**WHAT THE TASK REQUIRES**
Copy verbatim the block of lines in the entries below whose first line contains "let body: serde_json::Value" and whose last line contains "async fn check_verification(&self, _phone: &str, code: &str)". Leave out all other lines.

** RECORDS TO USE follows **

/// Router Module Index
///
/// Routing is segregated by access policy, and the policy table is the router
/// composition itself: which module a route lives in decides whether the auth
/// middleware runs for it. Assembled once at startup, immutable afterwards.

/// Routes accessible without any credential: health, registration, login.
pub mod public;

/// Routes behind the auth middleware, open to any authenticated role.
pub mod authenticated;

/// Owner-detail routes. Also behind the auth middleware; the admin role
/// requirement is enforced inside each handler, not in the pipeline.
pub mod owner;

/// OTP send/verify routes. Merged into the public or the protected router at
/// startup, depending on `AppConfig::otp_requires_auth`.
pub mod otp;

** End of RECORDS TO USE **
** RECORDS TO USE follows **

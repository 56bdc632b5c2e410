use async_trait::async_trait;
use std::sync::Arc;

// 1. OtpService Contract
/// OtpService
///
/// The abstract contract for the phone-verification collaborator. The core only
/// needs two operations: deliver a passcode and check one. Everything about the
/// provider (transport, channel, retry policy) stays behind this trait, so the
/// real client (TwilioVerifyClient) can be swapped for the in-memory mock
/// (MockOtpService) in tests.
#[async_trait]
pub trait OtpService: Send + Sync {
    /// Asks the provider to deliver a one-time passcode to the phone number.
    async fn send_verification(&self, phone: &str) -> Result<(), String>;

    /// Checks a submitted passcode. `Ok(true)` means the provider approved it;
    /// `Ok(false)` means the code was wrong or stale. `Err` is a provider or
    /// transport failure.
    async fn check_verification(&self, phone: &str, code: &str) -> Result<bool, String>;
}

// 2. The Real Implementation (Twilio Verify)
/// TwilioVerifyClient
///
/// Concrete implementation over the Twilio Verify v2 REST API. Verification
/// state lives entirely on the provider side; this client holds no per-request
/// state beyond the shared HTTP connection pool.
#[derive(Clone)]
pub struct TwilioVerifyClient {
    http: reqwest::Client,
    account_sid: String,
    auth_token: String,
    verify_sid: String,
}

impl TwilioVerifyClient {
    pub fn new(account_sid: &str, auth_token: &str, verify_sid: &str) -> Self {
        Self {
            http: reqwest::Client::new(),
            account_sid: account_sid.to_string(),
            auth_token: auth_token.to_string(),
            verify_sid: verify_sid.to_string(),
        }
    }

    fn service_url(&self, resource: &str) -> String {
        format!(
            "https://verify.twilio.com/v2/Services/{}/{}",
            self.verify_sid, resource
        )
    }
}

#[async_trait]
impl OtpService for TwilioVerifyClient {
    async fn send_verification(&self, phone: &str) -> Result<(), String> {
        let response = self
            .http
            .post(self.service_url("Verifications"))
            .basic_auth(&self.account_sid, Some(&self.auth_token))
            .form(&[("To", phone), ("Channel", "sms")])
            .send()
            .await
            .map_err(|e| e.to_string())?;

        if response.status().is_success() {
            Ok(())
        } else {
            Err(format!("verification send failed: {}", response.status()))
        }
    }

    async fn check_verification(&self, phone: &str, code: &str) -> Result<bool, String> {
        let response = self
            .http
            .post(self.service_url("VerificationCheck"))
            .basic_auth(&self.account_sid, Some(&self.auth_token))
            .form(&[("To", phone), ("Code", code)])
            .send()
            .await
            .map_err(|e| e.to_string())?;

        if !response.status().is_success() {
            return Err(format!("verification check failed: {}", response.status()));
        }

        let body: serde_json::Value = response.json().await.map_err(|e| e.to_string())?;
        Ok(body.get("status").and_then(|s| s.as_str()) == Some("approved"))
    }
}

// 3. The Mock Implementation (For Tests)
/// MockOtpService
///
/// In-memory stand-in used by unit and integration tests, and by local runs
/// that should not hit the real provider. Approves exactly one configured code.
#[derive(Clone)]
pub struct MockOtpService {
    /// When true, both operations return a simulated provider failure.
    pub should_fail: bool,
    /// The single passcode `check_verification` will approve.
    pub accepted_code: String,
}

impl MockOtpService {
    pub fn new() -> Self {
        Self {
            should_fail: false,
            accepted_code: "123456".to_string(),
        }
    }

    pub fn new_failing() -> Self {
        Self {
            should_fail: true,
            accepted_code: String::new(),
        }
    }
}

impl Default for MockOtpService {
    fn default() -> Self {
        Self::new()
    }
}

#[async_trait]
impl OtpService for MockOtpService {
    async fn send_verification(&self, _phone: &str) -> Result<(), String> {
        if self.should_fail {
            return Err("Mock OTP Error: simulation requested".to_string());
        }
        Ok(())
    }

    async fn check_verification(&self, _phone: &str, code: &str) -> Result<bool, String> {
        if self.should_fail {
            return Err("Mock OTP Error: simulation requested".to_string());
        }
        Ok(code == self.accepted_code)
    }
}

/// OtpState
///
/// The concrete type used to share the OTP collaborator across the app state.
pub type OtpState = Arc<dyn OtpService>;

** End of RECORDS TO USE **
** RECORDS TO USE follows **

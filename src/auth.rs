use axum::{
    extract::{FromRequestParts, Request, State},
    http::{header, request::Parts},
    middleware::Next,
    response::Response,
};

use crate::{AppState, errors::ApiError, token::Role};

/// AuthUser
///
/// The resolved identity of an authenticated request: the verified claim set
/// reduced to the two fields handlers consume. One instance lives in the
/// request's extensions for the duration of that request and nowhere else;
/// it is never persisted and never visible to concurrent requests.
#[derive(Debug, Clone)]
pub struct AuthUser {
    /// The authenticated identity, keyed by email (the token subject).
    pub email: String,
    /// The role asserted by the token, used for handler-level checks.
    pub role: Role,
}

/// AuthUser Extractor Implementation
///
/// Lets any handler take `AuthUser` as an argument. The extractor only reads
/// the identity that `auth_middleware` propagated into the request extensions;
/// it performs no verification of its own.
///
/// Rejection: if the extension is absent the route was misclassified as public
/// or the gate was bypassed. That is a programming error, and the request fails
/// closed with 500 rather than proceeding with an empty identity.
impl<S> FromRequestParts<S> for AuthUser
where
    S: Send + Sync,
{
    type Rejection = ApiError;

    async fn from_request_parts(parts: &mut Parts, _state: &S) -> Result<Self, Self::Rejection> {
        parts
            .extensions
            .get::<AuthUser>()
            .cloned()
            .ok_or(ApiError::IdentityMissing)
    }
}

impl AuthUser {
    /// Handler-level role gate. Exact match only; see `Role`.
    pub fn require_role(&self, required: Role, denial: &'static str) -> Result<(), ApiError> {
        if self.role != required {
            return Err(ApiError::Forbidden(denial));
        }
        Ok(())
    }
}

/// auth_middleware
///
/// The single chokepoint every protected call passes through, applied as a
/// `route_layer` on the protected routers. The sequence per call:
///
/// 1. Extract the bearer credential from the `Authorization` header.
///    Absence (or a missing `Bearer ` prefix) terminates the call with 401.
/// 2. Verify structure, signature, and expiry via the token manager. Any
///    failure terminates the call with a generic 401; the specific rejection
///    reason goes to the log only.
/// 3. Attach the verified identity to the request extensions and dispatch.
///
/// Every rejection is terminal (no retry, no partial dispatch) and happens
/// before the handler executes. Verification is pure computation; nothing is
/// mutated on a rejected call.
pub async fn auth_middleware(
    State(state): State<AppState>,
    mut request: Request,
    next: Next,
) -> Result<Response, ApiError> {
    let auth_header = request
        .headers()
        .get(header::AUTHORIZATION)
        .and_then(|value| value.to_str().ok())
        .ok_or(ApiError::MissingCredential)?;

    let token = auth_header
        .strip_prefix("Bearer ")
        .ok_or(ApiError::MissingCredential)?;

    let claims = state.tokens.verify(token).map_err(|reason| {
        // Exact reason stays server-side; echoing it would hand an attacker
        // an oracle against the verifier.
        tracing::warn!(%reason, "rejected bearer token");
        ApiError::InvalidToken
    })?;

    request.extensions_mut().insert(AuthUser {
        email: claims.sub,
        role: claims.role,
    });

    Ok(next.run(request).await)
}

** End of RECORDS TO USE **

**SOLUTION TO THIS TASK**
        let body: serde_json::Value = response.json().await.map_err(|e| e.to_string())?;
        Ok(body.get("status").and_then(|s| s.as_str()) == Some("approved"))
    }
}

// 3. The Mock Implementation (For Tests)
/// MockOtpService
///
/// In-memory stand-in used by unit and integration tests, and by local runs
/// that should not hit the real provider. Approves exactly one configured code.
#[derive(Clone)]
pub struct MockOtpService {
    /// When true, both operations return a simulated provider failure.
    pub should_fail: bool,
    /// The single passcode `check_verification` will approve.
    pub accepted_code: String,
}

impl MockOtpService {
    pub fn new() -> Self {
        Self {
            should_fail: false,
            accepted_code: "123456".to_string(),
        }
    }

    pub fn new_failing() -> Self {
        Self {
            should_fail: true,
            accepted_code: String::new(),
        }
    }
}

impl Default for MockOtpService {
    fn default() -> Self {
        Self::new()
    }
}

#[async_trait]
impl OtpService for MockOtpService {
    async fn send_verification(&self, _phone: &str) -> Result<(), String> {
        if self.should_fail {
            return Err("Mock OTP Error: simulation requested".to_string());
        }
        Ok(())
    }

    async fn check_verification(&self, _phone: &str, code: &str) -> Result<bool, String> {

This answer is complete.